- PROBLEM:
In the entries that follow, the lines from the one with "#[derive(Debug, Clone, Serialize)]" through the one with "Result<(WorkflowDefinition, SaveOutcome), ServerError>" are the ones to write out, exactly and with both ends included. Nothing else should appear.

- DATA SECTION:

//! WorkflowService — the operations an operator console exposes.
//!
//! Wraps the two stores with the rules that belong at the request
//! boundary: structural validation before saving, template seeding, and
//! cross-workflow run listing.

use std::path::PathBuf;
use std::sync::Arc;

use serde::Serialize;

use crate::error::ServerError;
use crate::runs::{RunQuery, RunRecord, RunStore};
use crate::workflow::{
    generate, validate_workflow, DeleteOutcome, TemplateKind, TemplateOptions, ValidationReport,
    WorkflowDefinition, WorkflowStore,
};
use crate::workspace::TeamWorkspaceResolver;

/// Result of a successful save; warnings are passed back to the caller.
#[derive(Debug, Clone, Serialize)]
#[serde(rename_all = "camelCase")]
pub struct SaveOutcome {
    pub path: PathBuf,
    pub warnings: Vec<String>,
}

#[derive(Clone)]
pub struct WorkflowService {
    pub workflows: WorkflowStore,
    pub runs: RunStore,
}

impl WorkflowService {
    pub fn new(workspaces: Arc<dyn TeamWorkspaceResolver>) -> Self {
        Self {
            workflows: WorkflowStore::new(workspaces.clone()),
            runs: RunStore::new(workspaces),
        }
    }

    pub async fn list_workflows(&self, team_id: &str) -> Result<Vec<String>, ServerError> {
        self.workflows.list(team_id).await
    }

    pub async fn get_workflow(
        &self,
        team_id: &str,
        workflow_id: &str,
    ) -> Result<WorkflowDefinition, ServerError> {
        self.workflows.read(team_id, workflow_id).await
    }

    /// Validate, then create or replace. Any validation error refuses the
    /// write and returns the full report.
    pub async fn save_workflow(
        &self,
        team_id: &str,
        workflow: &WorkflowDefinition,
    ) -> Result<SaveOutcome, ServerError> {
        let report = validate_workflow(workflow);
        if !report.is_ok() {
            tracing::info!(team_id, workflow_id = %workflow.id, errors = report.errors.len(), "rejected workflow");
            return Err(ServerError::Validation(report));
        }
        let path = self.workflows.write(team_id, workflow).await?;
        Ok(SaveOutcome {
            path,
            warnings: report.warnings,
        })
    }

    pub fn validate(&self, workflow: &WorkflowDefinition) -> ValidationReport {
        validate_workflow(workflow)
    }

    pub async fn delete_workflow(
        &self,
        team_id: &str,
        workflow_id: &str,
    ) -> Result<DeleteOutcome, ServerError> {
        self.workflows.delete(team_id, workflow_id).await
    }

    /// Seed a workflow from a built-in template. Refuses to replace an
    /// existing workflow with the same id.
    pub async fn create_from_template(
        &self,
        team_id: &str,
        workflow_id: &str,
        kind: TemplateKind,
        opts: &TemplateOptions,
    ) -> Result<(WorkflowDefinition, SaveOutcome), ServerError> {
        let path = self.workflows.workflow_path(team_id, workflow_id)?;
        let exists = tokio::fs::try_exists(&path)
            .await
            .map_err(|e| ServerError::from_io(e, &path))?;
        if exists {
            return Err(ServerError::BadRequest(format!(
                "workflow '{}' already exists",
                workflow_id.trim()
            )));
        }
        let workflow = generate(kind, workflow_id.trim(), opts);
        let saved = self.save_workflow(team_id, &workflow).await?;
        Ok((workflow, saved))
    }

    pub async fn list_runs(
        &self,
        team_id: &str,
        workflow_id: &str,
    ) -> Result<Vec<String>, ServerError> {
        self.runs.list(team_id, workflow_id).await
    }

    pub async fn query_runs(
        &self,
        team_id: &str,
        query: &RunQuery,
    ) -> Result<Vec<RunRecord>, ServerError> {
        self.runs.query(team_id, query).await
    }

    pub async fn get_run(
        &self,
        team_id: &str,
        workflow_id: &str,
        run_id: &str,
    ) -> Result<RunRecord, ServerError> {
        self.runs.read(team_id, workflow_id, run_id).await
    }

    pub async fn save_run(
        &self,
        team_id: &str,
        workflow_id: &str,
        run: &RunRecord,
    ) -> Result<PathBuf, ServerError> {
        self.runs.write(team_id, workflow_id, run).await
    }

    pub async fn delete_run(
        &self,
        team_id: &str,
        workflow_id: &str,
        run_id: &str,
    ) -> Result<DeleteOutcome, ServerError> {
        self.runs.delete(team_id, workflow_id, run_id).await
    }
}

- RESULT:
#[derive(Debug, Clone, Serialize)]
#[serde(rename_all = "camelCase")]
pub struct SaveOutcome {
    pub path: PathBuf,
    pub warnings: Vec<String>,
}

#[derive(Clone)]
pub struct WorkflowService {
    pub workflows: WorkflowStore,
    pub runs: RunStore,
}

impl WorkflowService {
    pub fn new(workspaces: Arc<dyn TeamWorkspaceResolver>) -> Self {
        Self {
            workflows: WorkflowStore::new(workspaces.clone()),
            runs: RunStore::new(workspaces),
        }
    }

    pub async fn list_workflows(&self, team_id: &str) -> Result<Vec<String>, ServerError> {
        self.workflows.list(team_id).await
    }

    pub async fn get_workflow(
        &self,
        team_id: &str,
        workflow_id: &str,
    ) -> Result<WorkflowDefinition, ServerError> {
        self.workflows.read(team_id, workflow_id).await
    }

    /// Validate, then create or replace. Any validation error refuses the
    /// write and returns the full report.
    pub async fn save_workflow(
        &self,
        team_id: &str,
        workflow: &WorkflowDefinition,
    ) -> Result<SaveOutcome, ServerError> {
        let report = validate_workflow(workflow);
        if !report.is_ok() {
            tracing::info!(team_id, workflow_id = %workflow.id, errors = report.errors.len(), "rejected workflow");
            return Err(ServerError::Validation(report));
        }
        let path = self.workflows.write(team_id, workflow).await?;
        Ok(SaveOutcome {
            path,
            warnings: report.warnings,
        })
    }

    pub fn validate(&self, workflow: &WorkflowDefinition) -> ValidationReport {
        validate_workflow(workflow)
    }

    pub async fn delete_workflow(
        &self,
        team_id: &str,
        workflow_id: &str,
    ) -> Result<DeleteOutcome, ServerError> {
        self.workflows.delete(team_id, workflow_id).await
    }

    /// Seed a workflow from a built-in template. Refuses to replace an
    /// existing workflow with the same id.
    pub async fn create_from_template(
        &self,
        team_id: &str,
        workflow_id: &str,
        kind: TemplateKind,
        opts: &TemplateOptions,
    ) -> Result<(WorkflowDefinition, SaveOutcome), ServerError> {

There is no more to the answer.